Student Profile - Nigel Rogasch
Nigel completed his PhD in 2014 in the Monash Alfred Psychiatry research centre, supervised by Professor Paul Fitzgerald. He is now a senior research fellow at the Brain and Mental Health Laboratory within the Department of Psychology at Monash. This interview was originally published during Nigel's PhD.
What is your thesis about?
My thesis looks at brain function in people with schizophrenia. The overall aim is to try and better understand what changes in brain function lead to the symptoms and the cognitive difficulties associated with the illness. There are two main branches in my research. The first is looking at new methodologies to test certain brain regions, which involves non-invasively stimulating the brain in people and then recording how the brain responds to that stimulation. The second part is actually applying that technique in healthy people and in people who have schizophrenia, and comparing how their brains react to the stimulation.
Is there anything that you’ve learnt so far that has surprised you?
We’ve had lots of technical surprises along the way which we hadn’t anticipated, so that has made life a little bit difficult. My original thesis had a much higher emphasis on clinical research but the focus has shifted away from that now with a stronger technique focus. Even though things haven’t gone totally to plan, we have found some interesting preliminary results in people with schizophrenia. It appears that their brains are less able to change through a process called neural plasticity which is really interesting. This brain mechanism is fundamental for learning and memory so this might help explain why people with schizophrenia have problems with memory.
Is it hard to get people with schizophrenia to be a part of your research?

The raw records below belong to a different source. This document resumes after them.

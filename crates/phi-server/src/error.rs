// Copyright (c) 2025 Geoffrey Huntley <ghuntley@ghuntley.com>. All rights reserved.
// SPDX-License-Identifier: Proprietary

use phi_server_auth::AccessError;
use phi_server_config::ConfigError;
use phi_server_db::DbError;
use thiserror::Error;

#[derive(Error, Debug)]
pub enum ServerError {
	/// Uniform denial. Never carries the reason.
	#[error(transparent)]
	Access(#[from] AccessError),

	#[error("configuration error: {0}")]
	Config(#[from] ConfigError),

	#[error("database error: {0}")]
	Database(#[from] DbError),

	#[error("telemetry setup failed: {0}")]
	Telemetry(String),
}

impl ServerError {
	pub fn is_forbidden(&self) -> bool {
		matches!(self, ServerError::Access(AccessError::Forbidden))
	}
}

pub type Result<T> = std::result::Result<T, ServerError>;
// Copyright (c) 2025 Geoffrey Huntley <ghuntley@ghuntley.com>. All rights reserved.
// SPDX-License-Identifier: Proprietary

mod access;
mod audit;
mod support;
mod tenant;
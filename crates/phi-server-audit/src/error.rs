// Copyright (c) 2025 Geoffrey Huntley <ghuntley@ghuntley.com>. All rights reserved.
// SPDX-License-Identifier: Proprietary

use thiserror::Error;

#[derive(Error, Debug)]
pub enum AuditError {
	#[error("sink '{sink}' error: {source}")]
	SinkError {
		sink: String,
		#[source]
		source: AuditSinkError,
	},
}

#[derive(Error, Debug)]
pub enum AuditSinkError {
	#[error("transient error: {0}")]
	Transient(String),

	#[error("permanent error: {0}")]
	Permanent(String),

	#[error("append timed out after {0} ms")]
	Timeout(u64),
}

pub type Result<T> = std::result::Result<T, AuditSinkError>;
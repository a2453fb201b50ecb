// Copyright (c) 2025 Geoffrey Huntley <ghuntley@ghuntley.com>. All rights reserved.
// SPDX-License-Identifier: Proprietary

//! In-memory stores for unit tests.

use std::collections::HashMap;
use std::sync::{Arc, Mutex};

use async_trait::async_trait;
use chrono::Utc;

use super::{AuthorizationResolver, ScopeFilter};
use crate::error::LookupError;
use crate::store::{DelegationGrant, DelegationStore, PatientLinkStore, RoleStore};
use crate::types::{OrgId, PatientId, Role, UserId};

#[derive(Default)]
struct State {
	roles: HashMap<(UserId, OrgId), Role>,
	grants: Vec<DelegationGrant>,
	patient_orgs: HashMap<PatientId, OrgId>,
	links: HashMap<(UserId, OrgId), PatientId>,
}

#[derive(Clone, Default)]
pub struct MemoryStores {
	state: Arc<Mutex<State>>,
}

impl MemoryStores {
	pub fn set_role(&self, user_id: UserId, org_id: OrgId, role: Role) {
		self.state.lock().unwrap().roles.insert((user_id, org_id), role);
	}

	pub fn enroll(&self, patient_id: PatientId, org_id: OrgId) {
		self.state.lock().unwrap().patient_orgs.insert(patient_id, org_id);
	}

	pub fn link(&self, user_id: UserId, org_id: OrgId, patient_id: PatientId) {
		self.enroll(patient_id, org_id);
		self.state.lock().unwrap().links.insert((user_id, org_id), patient_id);
	}

	pub fn add_grant(&self, grant: DelegationGrant) {
		self.state.lock().unwrap().grants.push(grant);
	}

	pub fn resolver(&self) -> AuthorizationResolver {
		AuthorizationResolver::new(
			Arc::new(self.clone()),
			Arc::new(self.clone()),
			Arc::new(self.clone()),
		)
	}

	pub fn scope_filter(&self) -> ScopeFilter {
		ScopeFilter::new(
			Arc::new(self.clone()),
			Arc::new(self.clone()),
			Arc::new(self.clone()),
		)
	}
}

#[async_trait]
impl RoleStore for MemoryStores {
	async fn role_of(&self, user_id: UserId, org_id: OrgId) -> Result<Option<Role>, LookupError> {
		Ok(self.state.lock().unwrap().roles.get(&(user_id, org_id)).copied())
	}
}

#[async_trait]
impl DelegationStore for MemoryStores {
	async fn active_delegation(
		&self,
		proxy_user_id: UserId,
		patient_id: PatientId,
	) -> Result<Option<DelegationGrant>, LookupError> {
		let now = Utc::now();
		Ok(self
			.state
			.lock()
			.unwrap()
			.grants
			.iter()
			.find(|g| {
				g.proxy_user_id == proxy_user_id && g.patient_id == patient_id && g.is_active_at(now)
			})
			.cloned())
	}

	async fn active_delegations(
		&self,
		proxy_user_id: UserId,
		org_id: OrgId,
	) -> Result<Vec<DelegationGrant>, LookupError> {
		let now = Utc::now();
		let state = self.state.lock().unwrap();
		Ok(state
			.grants
			.iter()
			.filter(|g| {
				g.proxy_user_id == proxy_user_id
					&& g.is_active_at(now)
					&& state.patient_orgs.get(&g.patient_id) == Some(&org_id)
			})
			.cloned()
			.collect())
	}
}

#[async_trait]
impl PatientLinkStore for MemoryStores {
	async fn patient_for_user(
		&self,
		user_id: UserId,
		org_id: OrgId,
	) -> Result<Option<PatientId>, LookupError> {
		Ok(self.state.lock().unwrap().links.get(&(user_id, org_id)).copied())
	}

	async fn organization_of(&self, patient_id: PatientId) -> Result<Option<OrgId>, LookupError> {
		Ok(self.state.lock().unwrap().patient_orgs.get(&patient_id).copied())
	}
}

/// Stores whose backing storage is always unavailable.
#[derive(Clone, Copy, Default)]
pub struct FailingStores;

impl FailingStores {
	pub fn resolver() -> AuthorizationResolver {
		AuthorizationResolver::new(
			Arc::new(FailingStores),
			Arc::new(FailingStores),
			Arc::new(FailingStores),
		)
	}
}

#[async_trait]
impl RoleStore for FailingStores {
	async fn role_of(&self, _: UserId, _: OrgId) -> Result<Option<Role>, LookupError> {
		Err(LookupError::new("role_store", "connection refused"))
	}
}

#[async_trait]
impl DelegationStore for FailingStores {
	async fn active_delegation(
		&self,
		_: UserId,
		_: PatientId,
	) -> Result<Option<DelegationGrant>, LookupError> {
		Err(LookupError::new("delegation_store", "connection refused"))
	}

	async fn active_delegations(
		&self,
		_: UserId,
		_: OrgId,
	) -> Result<Vec<DelegationGrant>, LookupError> {
		Err(LookupError::new("delegation_store", "connection refused"))
	}
}

#[async_trait]
impl PatientLinkStore for FailingStores {
	async fn patient_for_user(&self, _: UserId, _: OrgId) -> Result<Option<PatientId>, LookupError> {
		Err(LookupError::new("patient_link_store", "connection refused"))
	}

	async fn organization_of(&self, _: PatientId) -> Result<Option<OrgId>, LookupError> {
		Err(LookupError::new("patient_link_store", "connection refused"))
	}
}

We are lucky here because we have a good database of people who are interested in participating in research, so it hasn’t been too bad. I actually did part of my PhD in Canada and they have a very similar group with a similar set up and I did a lot of recruitment over there as well.
What was Canada like?
The North American system is slightly different to the one that we have here but we did some very awesome things over there. I was in Toronto which is a really cool place. It was a six month placement so it was good to bring the groups in Melbourne and Canada together. I think it was good to break things up a bit and see something different. It’s always helpful to see what other people are doing so you can access new ideas and see what you’re doing well and what you might not be doing well.
Why did you choose to do your PhD at Monash?
It was to work with Paul, my supervisor. I was keen to work with him because he’s seen as a bit of a guru in this area, and our research interests align quite strongly. Paul’s group is also really dynamic and has access to a lot of cutting edge technologies which was also a major draw card.
What was your education path originally?
I did a Bachelor of Science and my early research background was actually in motor systems particularly looking at how the brain organises movement and how it improves performance. Then I did some work in Turkey on the organisation of spinal reflex circuits. After that I wanted to get back into studying the brain and I’ve always had an interest in mental health research which brought me back to here.
When you get a chance to get away from your PhD what kinds of things do you enjoy doing?
To be honest at the moment, not much!!! It is pretty thesis heavy these days. But other than that I like to run, play sport and listen to music. My partner and I go out to dinners and the movies a lot too and I like to hang out with friends. I’ve got a little dog which I love to spend time with. I also love getting down the coast and the Murray river, we both water ski so we love to get out there when we can which sadly is less and less these days.
What are your plans when you finish your thesis?
First, take a holiday! Myself and my partner are also planning our wedding for next year which is really exciting. My role on the organising committee has been pretty minimal up until now so I need to lift my game! Other than that, I’m interested in staying in research so I’ve applied for a fellowship next year which I am waiting to hear from, so we just have to see whether I am accepted. If not then it’ll just be a case of seeing what else comes around. I’m interested in brain stimulation which is a relatively fast moving field at the moment and I’m also very interested in combining this with neural imaging to try and find out how such a complex organ as the brain works.